All entries must be set down once more, precisely as given.

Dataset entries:
Segment Open
#[test]
fn nbytes_version_wrapper_reports_child_length_mismatch() {
    let mut wire = Wire::new();
    // declares 6 body bytes, child consumes only 4
    wire.byte_count(2 + 6).version(3).i32(99).u16(0);
    let (data, offsets) = wire.single_event();
    let mut buf = EventBuffer::new(&data, &offsets).unwrap();

    let mut reader = Reader::nbytes_version("wrap", Reader::primitive("val", PrimitiveKind::I32));
    let err = reader.read(&mut buf).unwrap_err();
    let msg = err.to_string();
    assert!(msg.contains("val"), "unexpected message: {msg}");
    assert!(msg.contains("expected 6"), "unexpected message: {msg}");
    assert!(msg.contains("got 4"), "unexpected message: {msg}");
}

#[test]
fn object_header_wrapper_reads_class_name_indirection() {
    let mut wire = Wire::new();
    // byte count covers tag + name + body
    wire.byte_count(4 + 3 + 4);
    wire.u32(0xFFFF_FFFF).raw(b"Ev\0").i32(7);
    let (data, offsets) = wire.single_event();
    let mut buf = EventBuffer::new(&data, &offsets).unwrap();

    let mut reader = Reader::object_header("obj", Reader::primitive("val", PrimitiveKind::I32));
    reader.read(&mut buf).unwrap();
    assert_eq!(buf.position(), data.len());
    assert_eq!(reader.finish(), Payload::Flat(FlatColumn::I32(vec![7])));
}

#[test]
fn object_header_wrapper_accepts_back_reference_tags() {
    let mut wire = Wire::new();
    wire.byte_count(4 + 4);
    wire.u32(0x8000_0002).i32(7);
    let (data, offsets) = wire.single_event();
    let mut buf = EventBuffer::new(&data, &offsets).unwrap();

    let mut reader = Reader::object_header("obj", Reader::primitive("val", PrimitiveKind::I32));
    reader.read(&mut buf).unwrap();
    assert_eq!(buf.position(), data.len());
}

#[test]
fn object_header_wrapper_reports_end_mismatch() {
    let mut wire = Wire::new();
    // declares one byte more than the child will consume
    wire.byte_count(4 + 5);
    wire.u32(0x8000_0002).i32(7).u8(0);
    let (data, offsets) = wire.single_event();
    let mut buf = EventBuffer::new(&data, &offsets).unwrap();

    let mut reader = Reader::object_header("obj", Reader::primitive("val", PrimitiveKind::I32));
    let err = reader.read(&mut buf).unwrap_err();
    assert!(err.to_string().contains("val"));
}

#[test]
fn group_reads_members_in_declared_order() {
    let mut wire = Wire::new();
    wire.i32(5).short_str(b"xy");
    let (data, offsets) = wire.single_event();
    let mut buf = EventBuffer::new(&data, &offsets).unwrap();

    let mut reader = Reader::group(
        "g",
        [
            Reader::primitive("id", PrimitiveKind::I32),
            Reader::tstring("tag"),
        ],
    );
    reader.read(&mut buf).unwrap();

    assert_eq!(
        reader.finish(),
        Payload::Record(vec![
            Payload::Flat(FlatColumn::I32(vec![5])),
            Payload::Bytes {
                offsets: vec![0, 2],
                bytes: b"xy".to_vec(),
            },
        ])
    );
}

#[test]
fn class_body_consumes_header_and_validates_member_span() {
    let mut wire = Wire::new();
    wire.byte_count(2 + 4 + 3).version(2);
    wire.i32(5).short_str(b"xy");
    let (data, offsets) = wire.single_event();
    let mut buf = EventBuffer::new(&data, &offsets).unwrap();

    let mut reader = Reader::class_body(
        "Ev",
        [
            Reader::primitive("id", PrimitiveKind::I32),
            Reader::tstring("tag"),
        ],
    );
    reader.read(&mut buf).unwrap();
    assert_eq!(buf.position(), data.len());
}

#[test]
fn class_body_reports_member_span_mismatch() {
    let mut wire = Wire::new();
    wire.byte_count(2 + 4 + 4).version(2);
    wire.i32(5).short_str(b"xy");
    let (data, offsets) = wire.single_event();
    let mut buf = EventBuffer::new(&data, &offsets).unwrap();

    let mut reader = Reader::class_body(
        "Ev",
        [
            Reader::primitive("id", PrimitiveKind::I32),
            Reader::tstring("tag"),
        ],
    );
    let err = reader.read(&mut buf).unwrap_err();
    let msg = err.to_string();
    assert!(msg.contains("Ev"), "unexpected message: {msg}");
    assert!(msg.contains("expected 8"), "unexpected message: {msg}");
    assert!(msg.contains("got 7"), "unexpected message: {msg}");
}

#[test]
fn carray_fixed_drives_the_element_count_protocol() {
    let mut wire = Wire::new();
    // fixed array of 2 sequences under one shared header
    wire.byte_count(2 + 2 * (4 + 8)).version(1);
    wire.u32(1).f64(1.0);
    wire.u32(1).f64(2.0);
    let (data, offsets) = wire.single_event();
    let mut buf = EventBuffer::new(&data, &offsets).unwrap();

    let mut reader = Reader::c_array(
        "arr",
        2,
        Reader::stl_sequence("arr", true, Reader::primitive("arr", PrimitiveKind::F64)),
    );
    reader.read(&mut buf).unwrap();
    assert_eq!(buf.position(), data.len());

    // fixed arrays pass the element payload through untouched
    assert_eq!(
        reader.finish(),
        Payload::List {
            offsets: vec![0, 1, 2],
            items: Box::new(Payload::Flat(FlatColumn::F64(vec![1.0, 2.0]))),
        }
    );
}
Segment Closed
> Exercise output:
#[test]
fn nbytes_version_wrapper_reports_child_length_mismatch() {
    let mut wire = Wire::new();
    // declares 6 body bytes, child consumes only 4
    wire.byte_count(2 + 6).version(3).i32(99).u16(0);
    let (data, offsets) = wire.single_event();
    let mut buf = EventBuffer::new(&data, &offsets).unwrap();

    let mut reader = Reader::nbytes_version("wrap", Reader::primitive("val", PrimitiveKind::I32));
    let err = reader.read(&mut buf).unwrap_err();
    let msg = err.to_string();
    assert!(msg.contains("val"), "unexpected message: {msg}");
    assert!(msg.contains("expected 6"), "unexpected message: {msg}");
    assert!(msg.contains("got 4"), "unexpected message: {msg}");
}

#[test]
fn object_header_wrapper_reads_class_name_indirection() {
    let mut wire = Wire::new();
    // byte count covers tag + name + body
    wire.byte_count(4 + 3 + 4);
    wire.u32(0xFFFF_FFFF).raw(b"Ev\0").i32(7);
    let (data, offsets) = wire.single_event();
    let mut buf = EventBuffer::new(&data, &offsets).unwrap();

    let mut reader = Reader::object_header("obj", Reader::primitive("val", PrimitiveKind::I32));
    reader.read(&mut buf).unwrap();
    assert_eq!(buf.position(), data.len());
    assert_eq!(reader.finish(), Payload::Flat(FlatColumn::I32(vec![7])));
}

#[test]
fn object_header_wrapper_accepts_back_reference_tags() {
    let mut wire = Wire::new();
    wire.byte_count(4 + 4);
    wire.u32(0x8000_0002).i32(7);
    let (data, offsets) = wire.single_event();
    let mut buf = EventBuffer::new(&data, &offsets).unwrap();

    let mut reader = Reader::object_header("obj", Reader::primitive("val", PrimitiveKind::I32));
    reader.read(&mut buf).unwrap();
    assert_eq!(buf.position(), data.len());
}

#[test]
fn object_header_wrapper_reports_end_mismatch() {
    let mut wire = Wire::new();
    // declares one byte more than the child will consume
    wire.byte_count(4 + 5);
    wire.u32(0x8000_0002).i32(7).u8(0);
    let (data, offsets) = wire.single_event();
    let mut buf = EventBuffer::new(&data, &offsets).unwrap();

    let mut reader = Reader::object_header("obj", Reader::primitive("val", PrimitiveKind::I32));
    let err = reader.read(&mut buf).unwrap_err();
    assert!(err.to_string().contains("val"));
}

#[test]
fn group_reads_members_in_declared_order() {
    let mut wire = Wire::new();
    wire.i32(5).short_str(b"xy");
    let (data, offsets) = wire.single_event();
    let mut buf = EventBuffer::new(&data, &offsets).unwrap();

    let mut reader = Reader::group(
        "g",
        [
            Reader::primitive("id", PrimitiveKind::I32),
            Reader::tstring("tag"),
        ],
    );
    reader.read(&mut buf).unwrap();

    assert_eq!(
        reader.finish(),
        Payload::Record(vec![
            Payload::Flat(FlatColumn::I32(vec![5])),
            Payload::Bytes {
                offsets: vec![0, 2],
                bytes: b"xy".to_vec(),
            },
        ])
    );
}

#[test]
fn class_body_consumes_header_and_validates_member_span() {
    let mut wire = Wire::new();
    wire.byte_count(2 + 4 + 3).version(2);
    wire.i32(5).short_str(b"xy");
    let (data, offsets) = wire.single_event();
    let mut buf = EventBuffer::new(&data, &offsets).unwrap();

    let mut reader = Reader::class_body(
        "Ev",
        [
            Reader::primitive("id", PrimitiveKind::I32),
            Reader::tstring("tag"),
        ],
    );
    reader.read(&mut buf).unwrap();
    assert_eq!(buf.position(), data.len());
}

#[test]
fn class_body_reports_member_span_mismatch() {
    let mut wire = Wire::new();
    wire.byte_count(2 + 4 + 4).version(2);
    wire.i32(5).short_str(b"xy");
    let (data, offsets) = wire.single_event();
    let mut buf = EventBuffer::new(&data, &offsets).unwrap();

    let mut reader = Reader::class_body(
        "Ev",
        [
            Reader::primitive("id", PrimitiveKind::I32),
            Reader::tstring("tag"),
        ],
    );
    let err = reader.read(&mut buf).unwrap_err();
    let msg = err.to_string();
    assert!(msg.contains("Ev"), "unexpected message: {msg}");
    assert!(msg.contains("expected 8"), "unexpected message: {msg}");
    assert!(msg.contains("got 7"), "unexpected message: {msg}");
}

#[test]
fn carray_fixed_drives_the_element_count_protocol() {
    let mut wire = Wire::new();
    // fixed array of 2 sequences under one shared header
    wire.byte_count(2 + 2 * (4 + 8)).version(1);
    wire.u32(1).f64(1.0);
    wire.u32(1).f64(2.0);
    let (data, offsets) = wire.single_event();
    let mut buf = EventBuffer::new(&data, &offsets).unwrap();

    let mut reader = Reader::c_array(
        "arr",
        2,
        Reader::stl_sequence("arr", true, Reader::primitive("arr", PrimitiveKind::F64)),
    );
    reader.read(&mut buf).unwrap();
    assert_eq!(buf.position(), data.len());

    // fixed arrays pass the element payload through untouched
    assert_eq!(
        reader.finish(),
        Payload::List {
            offsets: vec![0, 1, 2],
            items: Box::new(Payload::Flat(FlatColumn::F64(vec![1.0, 2.0]))),
        }
    );
}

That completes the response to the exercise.